Tuesday, August 4, 2009

The Health Insurance Debate

This is an endurance training and fund raising to achieve cures for cancer blog, not a political one. But now and then, topics are going to come up that cross the boundaries between my normal topics and the political realm. The highly polarized health insurance debate is one of these areas. People get very emotional about this. I know of people who think that if the plan before the Congress passes, it will wreck health care as we know it and bankrupt the country. I heard a quote attributed to Fox News that only 10% of Americans without health insurance want it. I am no expert on the first statement, and don’t know the best solution. But I can’t imagine that only 10% of uninsured Americans would want health insurance. Maybe if you asked the question with a price – “If you could get health insurance for $1,000 a month, would you want it?” – maybe then people would say no because they can’t afford it. But who would choose to be without insurance if they could afford it and had that choice?
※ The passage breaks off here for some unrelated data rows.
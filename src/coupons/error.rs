use axum::{
    http::StatusCode,
    response::{IntoResponse, Response},
    Json,
};
use rust_decimal::Decimal;
use serde_json::json;

/// Error types for coupon validation and management
///
/// Every validation rejection carries a human-readable reason; none of
/// them are retried automatically.
#[derive(Debug, thiserror::Error)]
pub enum CouponError {
    #[error("Coupon not found or inactive")]
    NotFound,

    #[error("This coupon is not valid yet")]
    NotYetValid,

    #[error("This coupon has expired")]
    Expired,

    #[error("This coupon has reached its usage limit")]
    UsageLimitReached,

    #[error("Minimum order value for this coupon: {minimum}")]
    BelowMinimum { minimum: Decimal },

    #[error("You have already used this coupon the maximum number of times")]
    PerUserLimitReached,

    #[error("Validation error: {0}")]
    ValidationError(String),

    #[error("Database error: {0}")]
    DatabaseError(String),
}

impl From<sqlx::Error> for CouponError {
    fn from(err: sqlx::Error) -> Self {
        CouponError::DatabaseError(err.to_string())
    }
}

impl IntoResponse for CouponError {
    fn into_response(self) -> Response {
        let (status, error_message) = match self {
            CouponError::NotFound => (
                StatusCode::NOT_FOUND,
                "Coupon not found or inactive".to_string(),
            ),
            CouponError::NotYetValid => (
                StatusCode::UNPROCESSABLE_ENTITY,
                "This coupon is not valid yet".to_string(),
            ),
            CouponError::Expired => (
                StatusCode::UNPROCESSABLE_ENTITY,
                "This coupon has expired".to_string(),
            ),
            CouponError::UsageLimitReached => (
                StatusCode::UNPROCESSABLE_ENTITY,
                "This coupon has reached its usage limit".to_string(),
            ),
            CouponError::BelowMinimum { minimum } => (
                StatusCode::UNPROCESSABLE_ENTITY,
                format!("Minimum order value for this coupon: {}", minimum),
            ),
            CouponError::PerUserLimitReached => (
                StatusCode::UNPROCESSABLE_ENTITY,
                "You have already used this coupon the maximum number of times".to_string(),
            ),
            CouponError::ValidationError(msg) => (StatusCode::BAD_REQUEST, msg),
            CouponError::DatabaseError(msg) => {
                tracing::error!("Database error: {}", msg);
                (
                    StatusCode::INTERNAL_SERVER_ERROR,
                    "A database error occurred".to_string(),
                )
            }
        };

        let body = Json(json!({
            "error": error_message,
        }));

        (status, body).into_response()
    }
}
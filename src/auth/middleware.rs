// Authentication extractors for protected routes

use axum::{
    async_trait,
    extract::FromRequestParts,
    http::{header, request::Parts},
};
use crate::auth::{error::AuthError, models::Role, token::TokenService};

/// Authenticated user extractor for protected routes
#[derive(Debug, Clone)]
pub struct AuthenticatedUser {
    pub user_id: i32,
    pub email: String,
    pub role: Role,
}

#[async_trait]
impl<S> FromRequestParts<S> for AuthenticatedUser
where
    S: Send + Sync,
{
    type Rejection = AuthError;

    async fn from_request_parts(parts: &mut Parts, _state: &S) -> Result<Self, Self::Rejection> {
        // Extract Authorization header
        let auth_header = parts
            .headers
            .get(header::AUTHORIZATION)
            .ok_or(AuthError::MissingToken)?
            .to_str()
            .map_err(|_| AuthError::InvalidToken)?;

        // Verify Bearer token format
        let token = auth_header
            .strip_prefix("Bearer ")
            .ok_or(AuthError::InvalidToken)?;

        // Get JWT secret from environment
        let jwt_secret = std::env::var("JWT_SECRET")
            .map_err(|_| AuthError::ConfigError("JWT_SECRET not configured".to_string()))?;

        // Validate the token and pull identity out of the claims
        let token_service = TokenService::new(jwt_secret);
        let claims = token_service.validate_access_token(token)?;

        Ok(AuthenticatedUser {
            user_id: claims.sub,
            email: claims.email,
            role: claims.role,
        })
    }
}

/// Extractor for back-office routes; rejects non-admin users with 403
#[derive(Debug, Clone)]
pub struct AdminUser(pub AuthenticatedUser);

#[async_trait]
impl<S> FromRequestParts<S> for AdminUser
where
    S: Send + Sync,
{
    type Rejection = AuthError;

    async fn from_request_parts(parts: &mut Parts, state: &S) -> Result<Self, Self::Rejection> {
        let user = AuthenticatedUser::from_request_parts(parts, state).await?;

        if user.role != Role::Admin {
            return Err(AuthError::InsufficientPermissions {
                required: Role::Admin,
                actual: user.role,
            });
        }

        Ok(AdminUser(user))
    }
}

#[cfg(test)]
mod tests {
    use super::*;
    use crate::auth::token::TokenService;
    use axum::http::Request;

    // Helper to create test parts with Authorization header
    fn create_parts_with_auth(auth_value: &str) -> Parts {
        let req = Request::builder()
            .uri("/")
            .header(header::AUTHORIZATION, auth_value)
            .body(())
            .unwrap();

        let (parts, _) = req.into_parts();
        parts
    }

    // Helper to create test parts without Authorization header
    fn create_parts_without_auth() -> Parts {
        let req = Request::builder().uri("/").body(()).unwrap();

        let (parts, _) = req.into_parts();
        parts
    }

    fn test_token_service() -> TokenService {
        TokenService::new("test_secret_key_for_testing_purposes".to_string())
    }

    fn set_test_secret() {
        std::env::set_var("JWT_SECRET", "test_secret_key_for_testing_purposes");
    }

    #[tokio::test]
    async fn test_valid_token_is_accepted() {
        set_test_secret();

        let service = test_token_service();
        let user_id = 42;
        let email = "test@example.com";

        let token = service
            .generate_access_token(user_id, email, Role::User)
            .unwrap();
        let auth_header = format!("Bearer {}", token);

        let mut parts = create_parts_with_auth(&auth_header);
        let result = AuthenticatedUser::from_request_parts(&mut parts, &()).await;

        assert!(result.is_ok());
        let user = result.unwrap();
        assert_eq!(user.user_id, user_id);
        assert_eq!(user.email, email);
        assert_eq!(user.role, Role::User);
    }

    #[tokio::test]
    async fn test_expired_token_is_rejected() {
        set_test_secret();

        use crate::auth::token::Claims;
        use chrono::Utc;
        use jsonwebtoken::{encode, EncodingKey, Header};

        let claims = Claims {
            sub: 1,
            email: "test@example.com".to_string(),
            role: Role::User,
            iat: Utc::now().timestamp() - 1000,
            exp: Utc::now().timestamp() - 500, // Expired 500 seconds ago
        };

        let token = encode(
            &Header::default(),
            &claims,
            &EncodingKey::from_secret("test_secret_key_for_testing_purposes".as_bytes()),
        )
        .unwrap();

        let auth_header = format!("Bearer {}", token);
        let mut parts = create_parts_with_auth(&auth_header);

        let result = AuthenticatedUser::from_request_parts(&mut parts, &()).await;

        assert!(result.is_err());
        assert!(matches!(result.unwrap_err(), AuthError::ExpiredToken));
    }

    #[tokio::test]
    async fn test_malformed_token_is_rejected() {
        set_test_secret();

        let malformed_tokens = vec![
            "Bearer invalid_token",
            "Bearer not.a.valid.jwt",
            "Bearer eyJhbGciOiJIUzI1NiIsInR5cCI6IkpXVCJ9.invalid.signature",
        ];

        for token in malformed_tokens {
            let mut parts = create_parts_with_auth(token);
            let result = AuthenticatedUser::from_request_parts(&mut parts, &()).await;

            assert!(result.is_err());
        }
    }

    #[tokio::test]
    async fn test_missing_authorization_header() {
        let mut parts = create_parts_without_auth();
        let result = AuthenticatedUser::from_request_parts(&mut parts, &()).await;

        assert!(result.is_err());
        assert!(matches!(result.unwrap_err(), AuthError::MissingToken));
    }

    #[tokio::test]
    async fn test_invalid_bearer_format() {
        set_test_secret();

        let invalid_formats = vec![
            "InvalidFormat token",
            "token_without_bearer",
            "Basic dXNlcjpwYXNz", // Basic auth instead of Bearer
        ];

        for auth_value in invalid_formats {
            let mut parts = create_parts_with_auth(auth_value);
            let result = AuthenticatedUser::from_request_parts(&mut parts, &()).await;

            assert!(result.is_err());
        }
    }

    #[tokio::test]
    async fn test_admin_extractor_allows_admin() {
        set_test_secret();

        let service = test_token_service();
        let token = service
            .generate_access_token(1, "admin@example.com", Role::Admin)
            .unwrap();
        let auth_header = format!("Bearer {}", token);

        let mut parts = create_parts_with_auth(&auth_header);
        let result = AdminUser::from_request_parts(&mut parts, &()).await;
        assert!(result.is_ok());
        assert_eq!(result.unwrap().0.role, Role::Admin);
    }

    #[tokio::test]
    async fn test_admin_extractor_denies_regular_user() {
        set_test_secret();

        let service = test_token_service();
        let token = service
            .generate_access_token(1, "user@example.com", Role::User)
            .unwrap();
        let auth_header = format!("Bearer {}", token);

        let mut parts = create_parts_with_auth(&auth_header);
        let result = AdminUser::from_request_parts(&mut parts, &()).await;

        assert!(result.is_err());
        match result.unwrap_err() {
            AuthError::InsufficientPermissions { required, actual } => {
                assert_eq!(required, Role::Admin);
                assert_eq!(actual, Role::User);
            }
            _ => panic!("Expected InsufficientPermissions error"),
        }
    }
}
Someone I met recently with stage 4 Hodgkin lymphoma and who is currently getting ABVD chemo, the same regimen that I had, is without insurance. Because of this, she is being given cheaper, less effective anti-nausea drugs, and is sick a lot. She often throws up all night. She has never been given a lung function test. For someone with insurance, or who has enough money to pay out of pocket, these would be givens as part of this treatment.

I know first hand what it is like to throw up all night from chemotherapy, to lay on the bathroom floor at the feet of the “porcelain god” feeling like your insides are going to come out your throat. But I had insurance, and when I talked to my oncologist, he put me on an incredibly expensive drug – like $800 for 12 pills but my co-pay was only about $50 – that kept the nausea more or less under control for 12 hours at a time, so I could get through the night without being sick to my stomach. Because once that vomiting starts in the middle of the night, you are not going to be able to take a pill and keep that pill down. It made all the difference in the world.

I guess if I hadn’t had insurance, I would not have gotten pulmonary function tests, either. I am convinced that I am alive today only because of this. They caught the beginning of severe lung damage in time to stop using bleomycin and to allow the damage to apparently heal. Someone who gets bleomycin and doesn’t get a PFT is playing Russian roulette with their lungs. And also with their lives, because as it turns out, one’s lungs are fairly important organs.

Can you imagine having cancer or some other serious illness and not having medical insurance? Plenty of people are in this boat, and I would imagine they often must choose between being bankrupt and taking huge chances with their health and/or getting suboptimal medical care. I think it is a real shame that in such a wealthy country that so many people are not able to afford medical care.

I don’t know what the answer is. It seems to me that we should be able to analyze all of the possible plans in use over the world, and come up with the best features of them all and implement them here. It wouldn’t be perfect, but it should be a lot better than what we have. As I blogged a couple of weeks ago, we got to the moon 40 years ago. Aren’t we smart enough, and more importantly wise enough, to come up with a more optimal health coverage plan for the nation?

I welcome civil comment and discussion about this. What are your ideas? I plan on blogging more about this in future posts if there is sufficient interest and comment.

1 comment:

Elayne said...

Hi Art~ this post has really made me think. I too have very good insurance and receive top care for my cancer. However, I too spent MANY nights "hugging the porcelain god" and can't imagine not having health care or insurance.
On the other side of things, two of my sons have epilepsy and require daily meds. One missed dose and they are in trouble.As young adults they HAVE to have insurance or their lives would be non functional as they could not afford the medication. My oldest son just moved to Europe ( with a year supply of his meds) so this will be interesting to see the quality of care he receives and how it is different from here. I will keep you posted.